Daily Archives: May 20, 2009

KLE 500 – Beautiful Betsy

Back in the 2004 I was asked if I wanted to take my KLE 500 for a ride to visit the crash site of Beautiful Betsy, an American Liberator bomber which crashed near Gladstone in 1945.  The plane had only been found recently and, once the remains of the crew had been found and removed, and the crash zone photographed and catalogued, it was opened to the public. 

Yep, I was in. 

Betsy File Photo

After registering our vehicles at the National Parks office in town, we sailed forth a week later one sunny Sunday morning.

The ride up the Kroombit Range was fantastic, and the KLE was running like a train.  I had road/trail tyres on, and had deflated them a little to handle the dirt tracks.  One of the mates was on a Honda 500 road bike, so I figured the KLE was definitely going to handle whatever came our way.

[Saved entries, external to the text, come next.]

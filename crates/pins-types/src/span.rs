use serde::{Deserialize, Serialize};
use std::fmt;

/// Source location span of an AST node.
///
/// All line/column values are 1-based. The backend only carries spans
/// through to instructions as debug locations; it never reads source text.
#[derive(Debug, Clone, Copy, PartialEq, Eq, Hash, Serialize, Deserialize)]
pub struct Span {
    #[serde(rename = "line")]
    pub start_line: u32,
    #[serde(rename = "column")]
    pub start_col: u32,
    pub end_line: u32,
    #[serde(rename = "end_column")]
    pub end_col: u32,
}

impl Span {
    /// Create a new span.
    pub fn new(start_line: u32, start_col: u32, end_line: u32, end_col: u32) -> Self {
        Self {
            start_line,
            start_col,
            end_line,
            end_col,
        }
    }

    /// Create a zero-width span at a single position.
    pub fn point(line: u32, col: u32) -> Self {
        Self::new(line, col, line, col)
    }
}

impl fmt::Display for Span {
    fn fmt(&self, f: &mut fmt::Formatter<'_>) -> fmt::Result {
        write!(f, "{}:{}", self.start_line, self.start_col)
    }
}
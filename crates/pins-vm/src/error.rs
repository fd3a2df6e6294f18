//! Load and runtime error types for the stack machine.

use pins_types::{ErrorCode, PinsError};
use thiserror::Error;

/// Errors raised while building the memory image.
#[derive(Debug, Clone, PartialEq, Eq, Error)]
pub enum LoadError {
    /// The same label is defined twice.
    #[error("duplicate label {0}")]
    DuplicateLabel(String),

    /// A `NAME` operand names neither a label nor a runtime service.
    #[error("unresolved label {0}")]
    UnresolvedLabel(String),

    /// Code and data do not fit below the stack top.
    #[error("image of {size} bytes does not fit below stack top {stack_top}")]
    ImageTooLarge { size: i64, stack_top: i32 },

    /// The configured stack top is not a positive, word-aligned size within
    /// [`MachineConfig::MAX_STACK_TOP`](crate::MachineConfig::MAX_STACK_TOP).
    #[error("invalid stack top {0}")]
    InvalidStackTop(i32),
}

impl LoadError {
    pub fn code(&self) -> ErrorCode {
        match self {
            LoadError::DuplicateLabel(_) => ErrorCode::DUPLICATE_LABEL,
            LoadError::UnresolvedLabel(_) => ErrorCode::UNRESOLVED_LABEL,
            LoadError::ImageTooLarge { .. } => ErrorCode::IMAGE_TOO_LARGE,
            LoadError::InvalidStackTop(_) => ErrorCode::INVALID_STACK_TOP,
        }
    }
}

/// Runtime faults. Every fault stops the machine.
#[derive(Debug, Clone, PartialEq, Eq, Error)]
pub enum VmError {
    /// Access to the code segment or outside memory.
    #[error("memory fault at address {0}")]
    MemoryFault(i32),

    /// The stack grew into the heap.
    #[error("stack overflow")]
    StackOverflow,

    /// A pop above the stack top.
    #[error("stack underflow")]
    StackUnderflow,

    /// An allocation would cross the stack pointer.
    #[error("heap exhausted allocating {0} bytes")]
    HeapExhausted(i32),

    #[error("division by zero")]
    DivisionByZero,

    /// PC does not address an instruction.
    #[error("no instruction at address {0}")]
    InvalidPc(i32),

    /// The configured step budget ran out.
    #[error("step limit of {0} instructions reached")]
    StepLimit(u64),

    /// A read service hit end of input.
    #[error("end of input")]
    EndOfInput,

    /// `getint` read something that is not an integer.
    #[error("bad integer input {0:?}")]
    BadInput(String),

    #[error("i/o error: {0}")]
    Io(String),
}

impl VmError {
    pub fn code(&self) -> ErrorCode {
        match self {
            VmError::MemoryFault(_) | VmError::StackUnderflow => ErrorCode::MEMORY_FAULT,
            VmError::StackOverflow => ErrorCode::STACK_OVERFLOW,
            VmError::HeapExhausted(_) => ErrorCode::HEAP_EXHAUSTED,
            VmError::DivisionByZero => ErrorCode::DIVISION_BY_ZERO,
            VmError::InvalidPc(_) => ErrorCode::INVALID_PC,
            VmError::StepLimit(_) => ErrorCode::STEP_LIMIT,
            VmError::EndOfInput => ErrorCode::END_OF_INPUT,
            VmError::BadInput(_) => ErrorCode::BAD_INPUT,
            VmError::Io(_) => ErrorCode::IO,
        }
    }
}

impl From<std::io::Error> for VmError {
    fn from(err: std::io::Error) -> Self {
        VmError::Io(err.to_string())
    }
}

impl From<&LoadError> for PinsError {
    fn from(err: &LoadError) -> Self {
        PinsError::new(err.code(), err.to_string())
    }
}

impl From<&VmError> for PinsError {
    fn from(err: &VmError) -> Self {
        PinsError::new(err.code(), err.to_string())
    }
}

/// Result alias for machine operations.
pub type VmResult<T> = Result<T, VmError>;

Near the top of the range the road got a little narrower and steeper.  Long drops into the thickly wooded valleys below gave us an extra thrill.  The scenery changed from sparse, dry brown hills, to lush, green, mountainous terrain, dotted with flowing creeks lined with thick growths of ferns, staghorns and blackboys.  Along this road we now rode in single file with the support truck bringing up the rear.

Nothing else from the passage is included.